3) Call me a liar and do not apologize or retract this statement when they have calmed down. We simply do not have the trust to engage in a therapeutic relationship at that point.
I had a patient change his phone number, not tell my office and we couldn't get in contact via phone. He showed up to the office, angrily demanded to know why we weren't calling him, showed him the number we were calling, and he replied, "that's my old phone number!"
Now I've had patients where this happened and in all other cases the patient pretty much rolled their eyes, felt like an idiot, apologized, then said something to the effect of "sorry my fault. I should've given you my new number." Then we tell them no problem we just want to fix the issue and move on.
The above patient? No. He told me that because I'm an MD I should know how to find his phone number even if he doesn't give us his new cell phone number. I politely told him that his cell phone number is not in a public directory and this isn't the 1990s where everyone had a landline in the White Pages. Also cell phone companies go out of their way to not give out people's phone numbers.
The guy demanded I apologize and said he wanted more professionalism from me and wouldn't drop it. It was to the point where I explained to him 3x there wasn't a way I could get his number short of means such as hiring a private detective that were not reasonable expectations. Other patients in the waiting area were getting uncomfortable as this guy was escalating the issue and raising his voice.
I told him at that point and it had been about 10 minutes to get out of my office and he was terminated. I said it calmly, something to the effect of, "I already explained this to you. There's nothing else to talk about. We no longer have a treatment relationship or anything else to talk about.

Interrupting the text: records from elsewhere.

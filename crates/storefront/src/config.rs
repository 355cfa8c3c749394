//! Cart engine configuration loaded from environment variables.
//!
//! # Environment Variables
//!
//! All optional:
//! - `COCOBROWN_DATA_DIR` - Directory for the stored cart (default: .cocobrown)
//! - `COCOBROWN_CART_TTL_DAYS` - Days a stored cart stays valid (default: 7)
//! - `COCOBROWN_CART_MAX_PAYLOAD_BYTES` - Largest cart payload written (default: 102400)
//! - `COCOBROWN_CATALOG_PATH` - JSON catalog replacing the built-in one
//! - `SENTRY_DSN` - Sentry error tracking DSN
//! - `SENTRY_ENVIRONMENT` - Sentry environment name

use std::path::PathBuf;

use chrono::TimeDelta;
use thiserror::Error;

use crate::catalog::{CatalogError, ProductCatalog};
use crate::persistence::{DEFAULT_MAX_PAYLOAD_BYTES, DEFAULT_TTL_DAYS, PersistencePolicy};
use crate::storage::{FileStorage, StorageError};

const DEFAULT_DATA_DIR: &str = ".cocobrown";

/// Configuration errors that can occur during loading.
#[derive(Debug, Error)]
pub enum ConfigError {
    #[error("Invalid environment variable {0}: {1}")]
    InvalidEnvVar(String, String),
}

/// Cart engine configuration.
#[derive(Debug, Clone, PartialEq, Eq)]
pub struct CartConfig {
    /// Directory holding the stored cart files
    pub data_dir: PathBuf,
    /// Days a stored cart stays valid
    pub ttl_days: i64,
    /// Largest serialized cart accepted for a write
    pub max_payload_bytes: usize,
    /// Catalog file to use instead of the built-in catalog
    pub catalog_path: Option<PathBuf>,
    /// Sentry DSN for error tracking
    pub sentry_dsn: Option<String>,
    /// Sentry environment name
    pub sentry_environment: Option<String>,
}

impl Default for CartConfig {
    fn default() -> Self {
        Self {
            data_dir: PathBuf::from(DEFAULT_DATA_DIR),
            ttl_days: DEFAULT_TTL_DAYS,
            max_payload_bytes: DEFAULT_MAX_PAYLOAD_BYTES,
            catalog_path: None,
            sentry_dsn: None,
            sentry_environment: None,
        }
    }
}

impl CartConfig {
    /// Load configuration from environment variables.
    ///
    /// Calls `dotenvy::dotenv()` to load from `.env` file if present.
    ///
    /// # Errors
    ///
    /// Returns `ConfigError` if a variable is set to an invalid value.
    pub fn from_env() -> Result<Self, ConfigError> {
        // Load .env file if present (ignore errors if not found)
        let _ = dotenvy::dotenv();
        Self::from_lookup(|key| std::env::var(key).ok())
    }

    /// Build configuration from an arbitrary variable source.
    ///
    /// # Errors
    ///
    /// Returns `ConfigError` if a variable is set to an invalid value.
    pub fn from_lookup<F>(lookup: F) -> Result<Self, ConfigError>
    where
        F: Fn(&str) -> Option<String>,
    {
        let env = Env { lookup };

        let data_dir = PathBuf::from(env.get_or_default("COCOBROWN_DATA_DIR", DEFAULT_DATA_DIR));

        let ttl_days = env.parse_or("COCOBROWN_CART_TTL_DAYS", DEFAULT_TTL_DAYS)?;
        if ttl_days < 1 || TimeDelta::try_days(ttl_days).is_none() {
            return Err(invalid("COCOBROWN_CART_TTL_DAYS", "must be at least 1"));
        }

        let max_payload_bytes =
            env.parse_or("COCOBROWN_CART_MAX_PAYLOAD_BYTES", DEFAULT_MAX_PAYLOAD_BYTES)?;
        if max_payload_bytes == 0 {
            return Err(invalid(
                "COCOBROWN_CART_MAX_PAYLOAD_BYTES",
                "must be greater than 0",
            ));
        }

        Ok(Self {
            data_dir,
            ttl_days,
            max_payload_bytes,
            catalog_path: env.get_optional("COCOBROWN_CATALOG_PATH").map(PathBuf::from),
            sentry_dsn: env.get_optional("SENTRY_DSN"),
            sentry_environment: env.get_optional("SENTRY_ENVIRONMENT"),
        })
    }

    /// Retention and size limits derived from this configuration.
    #[must_use]
    pub fn policy(&self) -> PersistencePolicy {
        PersistencePolicy {
            ttl: TimeDelta::try_days(self.ttl_days)
                .unwrap_or_else(|| TimeDelta::days(DEFAULT_TTL_DAYS)),
            max_payload_bytes: self.max_payload_bytes,
        }
    }

    /// The configured catalog file, or the built-in catalog.
    ///
    /// # Errors
    ///
    /// Returns `CatalogError` if the catalog cannot be read or is invalid.
    pub fn load_catalog(&self) -> Result<ProductCatalog, CatalogError> {
        match &self.catalog_path {
            Some(path) => ProductCatalog::from_path(path),
            None => ProductCatalog::builtin(),
        }
    }

    /// Open file storage in the data directory, creating it if needed.
    ///
    /// # Errors
    ///
    /// Returns `StorageError` if the directory cannot be created.
    pub fn open_storage(&self) -> Result<FileStorage, StorageError> {
        FileStorage::new(&self.data_dir)
    }
}

// =============================================================================
// Helper Functions
// =============================================================================

struct Env<F> {
    lookup: F,
}

impl<F> Env<F>
where
    F: Fn(&str) -> Option<String>,
{
    /// Get an optional variable; blank values count as unset.
    fn get_optional(&self, key: &str) -> Option<String> {
        (self.lookup)(key).filter(|value| !value.trim().is_empty())
    }

    /// Get a variable with a default value.
    fn get_or_default(&self, key: &str, default: &str) -> String {
        self.get_optional(key)
            .unwrap_or_else(|| default.to_string())
    }

    /// Parse a variable, falling back to `default` when unset.
    fn parse_or<T>(&self, key: &str, default: T) -> Result<T, ConfigError>
    where
        T: std::str::FromStr,
        T::Err: std::fmt::Display,
    {
        self.get_optional(key).map_or(Ok(default), |raw| {
            raw.trim()
                .parse::<T>()
                .map_err(|e| invalid(key, &e.to_string()))
        })
    }
}

fn invalid(key: &str, reason: &str) -> ConfigError {
    ConfigError::InvalidEnvVar(key.to_string(), reason.to_string())
}

#[cfg(test)]
#[allow(clippy::unwrap_used)]
mod tests {
    use std::collections::HashMap;

    use super::*;

    fn load(vars: &[(&str, &str)]) -> Result<CartConfig, ConfigError> {
        let vars: HashMap<String, String> = vars
            .iter()
            .map(|(k, v)| ((*k).to_string(), (*v).to_string()))
            .collect();
        CartConfig::from_lookup(|key| vars.get(key).cloned())
    }

    #[test]
    fn test_defaults() {
        let config = load(&[]).unwrap();
        assert_eq!(config, CartConfig::default());
        assert_eq!(config.data_dir, PathBuf::from(".cocobrown"));
        assert_eq!(config.policy(), PersistencePolicy::default());
    }

    #[test]
    fn test_overrides() {
        let config = load(&[
            ("COCOBROWN_DATA_DIR", "/var/lib/cocobrown"),
            ("COCOBROWN_CART_TTL_DAYS", "14"),
            ("COCOBROWN_CART_MAX_PAYLOAD_BYTES", "2048"),
            ("COCOBROWN_CATALOG_PATH", "catalog.json"),
            ("SENTRY_DSN", "https://key@sentry.example/1"),
            ("SENTRY_ENVIRONMENT", "staging"),
        ])
        .unwrap();

        assert_eq!(config.data_dir, PathBuf::from("/var/lib/cocobrown"));
        assert_eq!(config.policy().ttl, TimeDelta::days(14));
        assert_eq!(config.policy().max_payload_bytes, 2048);
        assert_eq!(config.catalog_path, Some(PathBuf::from("catalog.json")));
        assert_eq!(config.sentry_environment.as_deref(), Some("staging"));
    }

    #[test]
    fn test_blank_values_use_defaults() {
        let config = load(&[("COCOBROWN_CART_TTL_DAYS", " "), ("SENTRY_DSN", "")]).unwrap();
        assert_eq!(config.ttl_days, DEFAULT_TTL_DAYS);
        assert!(config.sentry_dsn.is_none());
    }

    #[test]
    fn test_rejects_zero_ttl() {
        let err = load(&[("COCOBROWN_CART_TTL_DAYS", "0")]).unwrap_err();
        assert_eq!(
            err.to_string(),
            "Invalid environment variable COCOBROWN_CART_TTL_DAYS: must be at least 1"
        );
    }

    #[test]
    fn test_rejects_unparseable_values() {
        assert!(matches!(
            load(&[("COCOBROWN_CART_TTL_DAYS", "a week")]),
            Err(ConfigError::InvalidEnvVar(key, _)) if key == "COCOBROWN_CART_TTL_DAYS"
        ));
        assert!(matches!(
            load(&[("COCOBROWN_CART_MAX_PAYLOAD_BYTES", "-1")]),
            Err(ConfigError::InvalidEnvVar(key, _)) if key == "COCOBROWN_CART_MAX_PAYLOAD_BYTES"
        ));
        assert!(load(&[("COCOBROWN_CART_MAX_PAYLOAD_BYTES", "0")]).is_err());
    }

    #[test]
    fn test_load_catalog_defaults_to_builtin() {
        let catalog = CartConfig::default().load_catalog().unwrap();
        assert!(!catalog.is_empty());
    }

    #[test]
    fn test_open_storage_creates_data_dir() {
        let dir = tempfile::tempdir().unwrap();
        let config = CartConfig {
            data_dir: dir.path().join("nested"),
            ..CartConfig::default()
        };
        let storage = config.open_storage().unwrap();
        assert!(storage.base().is_dir());
    }
}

Please leave my office which is a private establishment and you are no longer welcome." He left but I was ready to have the police called if he kept it going. I sent the termination letter via certified mail.
After he left, well that's where I allowed myself to experience the anger. I said to the office staff, "he's going to have a hell of a time finding a doctor who has a private detective so when he doesn't call the office the office will still knows what's going on." Also I made a sarcastic remark, "I must've missed the class in medschool where they teach you how to find patient's phone numbers that are not publicly listed."
BTW my wife is a DBT therapist. If anything because of her my patience with dealing with inappropriate behaviors like the above became less after going over these behaviors with her. She told me in DBT therapy it's completely within a therapist's place to tell a patient they cannot engage in inappropriate behavior. This is an area I've seen lacking in several training programs. Several health providers confuse compassion with excusing inappropriate and inexcusable behavior.